Ricardo Gallego (moderator)
Ricardo Gallego is a prevention case manager at the San Diego LGBT Community Center. The Center’s mission is to enhance and sustain the health and well-being of the lesbian, gay, bisexual, transgender and HIV communities by providing activities, programs and services that create community; empower community members; provide essential resources; advocate for civil and human rights; and embrace, promote and support our cultural diversity. Gallego’s work involves supporting Latin American / Latin@ LGBT migrants, particularly those who cross the border for a range of motives relating to their sexual identities.

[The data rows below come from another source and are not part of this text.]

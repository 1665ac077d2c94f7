pub mod arpeggiator;
pub mod render;
pub mod scheduler;
pub mod shared;

pub use arpeggiator::{ArpMode, Arpeggiator};
pub use scheduler::ControlLoop;
pub use shared::{
    AtomicF32, ChordFrame, ControlHandle, ControlMsg, EngineEvent, SharedParams,
};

This session, traditionally reserved for the close of each colloquium, ties together (enlazar) themes, disputes, and other points discussed or omitted. This year’s weaver of our enlaces was the first in the Latin@ / Catholic theological community to present the question of sexuality as a critical terra incognita — an undiscovered country — in our reflections and proceedings.
James B. Nickoloff (Barry University): ‘Redressing the “Queer Omission”: Liberating Latino/a Reflections on Sexuality’
James B. Nickoloff is Associate Professor Emeritus of Religious Studies at the College of the Holy Cross in Worcester, Massachusetts, where he taught Catholic systematic theology from 1989 to 2009. He is currently Adjunct Professor of Theology at Barry University and at the University of Miami in Miami, Florida. He has lived and worked for extended periods outside the United States, including three years in Andong, Korea, as a Peace Corps Volunteer; two years in Kingston, Jamaica as a Jesuit; and two years in Lima, Peru, where he wrote his doctoral dissertation. In recent years he has taught at Boston College, Weston Jesuit School of Theology, Santa Clara University, and the Jesuit Theological College in Melbourne, Australia. He is the editor of Gustavo Gutiérrez: Essential Writings (1996), the editor of In, Out, and About on the Hill: Lesbian and Gay Alums Reflect on Life at Holy Cross (2010), and the co-editor with Orlando Espín of An Introductory Dictionary of Theology and Religious Studies (2007). He has also published analytical essays on ecclesiology, the theological vision of Gutiérrez, and the various theologies of liberation.